08 June 2006

Serpents

The editors of the New York Times must be disappointed today. They ran another lead story about an intelligence failure. They like to do that, keep our attention on the bobbles and set-backs so we lose our confidence and question our way.

The lead  story was about the CIA-funded operation run out of the Station in Nairobi that attempted to triangulate the Warlords and the Jihadis in Somalia, and keep that failed state from becoming the latest nexus of terrorist training camps.

The operation failed, or at least that is what government insiders are whispering. There is an Islamist group wandering the streets of Mogadishu claiming they are in charge, though even the United States has tried that and it did not work out that way.

The Times got the words from inside the government, of course. To deconstruct it and understand the real meaning, I would have to understand the motivation for the leak, what agency leaked it, and what tactical advantage in Washington and New York are to be gained. This is not just about the Horn of Africa, where no one has governed in a decade.

It was with some satisfaction that I opened the Times and saw that they had been scooped, and their story was, at least for this morning, irrelevant. The BBC had been all over it for hours.

It was spectacular news. Abu Musab al-Zarqawi, the vicious Jordanian creep and figurehead of the al Qaida franchise operation in Iraq, was killed in an air-strike just before dawn, local time, just as the Times was putting the front page to bed.

The words were not quite as dramatic as Ambassador Bremer's “We got him,” when they bagged Saddam. This time they were spoken by an Iraqi, new Prime Minister Nouri al-Maliki , who announced that the thug was killed along with seven of his entourage in Diyala Province, east of the city of Baquoba. The Prime Minister said Zarqawi's identity was confirmed by fingerprint information, and a close look at his face.

The Prime Minister was on the stage with General Casey and Ambassador Khalilzad. I have a pal who is in the middle of all this, and I don't know if he was there with them or not. Somebody has to run the office when the grownups are doing media opportunities. He says all of them are working 14-18 hour days, seven days a week.

They needed some good news, and this meets the criteria.

Baquoba has been a hot spot lately, which makes life uncomfortable for those that live there full time.

The violence may have contributed to the willingness of local residents to finger the safe-house to the authorities. They, in turn, got the information to the fusion intelligence cell, who jumped on the secure phone and talked to the Joint Air Operations Center, who keyed the mike on the radio and passed the geo-coordinates to the pilot of an orbiting fighter, who selected “Master Arm” on the control stick and launched a laser-designated Mark-82 GBU. He then flew it successfully into the target.

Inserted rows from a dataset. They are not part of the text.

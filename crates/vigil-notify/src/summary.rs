use std::io::Write;
use std::path::{Path, PathBuf};

use vigil_core::VigilError;

/// Pick the step-summary file to write, if any.
///
/// Resolution order: an explicit CLI path, the configured path, the
/// `VIGIL_STEP_SUMMARY` environment variable, then `GITHUB_STEP_SUMMARY`
/// so runs inside GitHub Actions land in the job summary without any
/// configuration.
pub fn resolve_summary_path(
    cli_path: Option<&Path>,
    configured: Option<&Path>,
) -> Option<PathBuf> {
    if let Some(path) = cli_path {
        return Some(path.to_path_buf());
    }
    if let Some(path) = configured {
        return Some(path.to_path_buf());
    }
    for var in ["VIGIL_STEP_SUMMARY", "GITHUB_STEP_SUMMARY"] {
        if let Ok(value) = std::env::var(var) {
            if !value.is_empty() {
                return Some(PathBuf::from(value));
            }
        }
    }
    None
}

/// Append a markdown block to the step-summary file.
///
/// The file is created if missing; successive runs in one job append
/// their sections in order.
///
/// # Errors
///
/// Returns [`VigilError::Io`] on filesystem failures.
pub fn append_summary(path: &Path, markdown: &str) -> Result<(), VigilError> {
    if let Some(parent) = path.parent() {
        if !parent.as_os_str().is_empty() {
            std::fs::create_dir_all(parent)?;
        }
    }
    let mut file = std::fs::OpenOptions::new()
        .create(true)
        .append(true)
        .open(path)?;
    file.write_all(markdown.as_bytes())?;
    if !markdown.ends_with('\n') {
        file.write_all(b"\n")?;
    }
    Ok(())
}

#[cfg(test)]
mod tests {
    use super::*;

    #[test]
    fn explicit_path_wins() {
        let resolved = resolve_summary_path(
            Some(Path::new("cli.md")),
            Some(Path::new("configured.md")),
        );
        assert_eq!(resolved, Some(PathBuf::from("cli.md")));
    }

    #[test]
    fn configured_path_is_second() {
        let resolved = resolve_summary_path(None, Some(Path::new("configured.md")));
        assert_eq!(resolved, Some(PathBuf::from("configured.md")));
    }

    #[test]
    fn append_creates_and_extends() {
        let dir = tempfile::tempdir().unwrap();
        let path = dir.path().join("summary.md");

        append_summary(&path, "# Vigil Report\n").unwrap();
        append_summary(&path, "second run").unwrap();

        let content = std::fs::read_to_string(&path).unwrap();
        assert!(content.starts_with("# Vigil Report\n"));
        assert!(content.ends_with("second run\n"));
    }

    #[test]
    fn append_creates_missing_parent() {
        let dir = tempfile::tempdir().unwrap();
        let path = dir.path().join("nested/dir/summary.md");
        append_summary(&path, "content\n").unwrap();
        assert!(path.exists());
    }
}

Trust by the locals in the security forces is an indication of the real sentiment among the citizenry, and if it was the locals, this is a signal event.

It was the locals that tipped off the CIA and Bolivian authorities as to the whereabouts of charismatic communist Che Guevara. You can only swim in the sea of the people if the people do not think you are toxic.

The Jordanians have claimed a contribution to the operation. They are still miffed about the Zarqawi's attempted bombing of the security service HQ in 2004, and the successful hotel bombings last year. They are not a force to be trifled with.

At some point, a $25 million dollar bounty on your head, the wrath of an effective regional security service, angry locals and orbiting F-16's with laser-guided bombs, life can simply become unsupportable.

I try to avoid glee at the demise of others, since we all come to our eventual judgment in awful equality. But I confess to a quiet satisfaction at the death of this particular monster, and I hope that his passing was not painless. He cut the heads of two Americans, and is directly and personally responsible for the deaths of hundreds, of not thousands, of innocent civilians.

They say that another and another will step up to replace Zarqawi, but that is OK. Each one will be less experienced, less confident, more fearful. The seven that died with him may be more significant, since they would have been among the first to carry on the fight.

This is neither the great victory some claim, nor a mere symbol as others dismiss it.

It is good that a serpent has been killed. Better that his companion snakes died, too.

But if it was local Sunnis that turned him in, then that means something has changed in the mood of the people. And that is a very positive thing indeed.

I will be interested to see how the New York Times chooses to handle the story. They will be coming in late, and to turn it into a defeat, they will have to spin it, extra hard.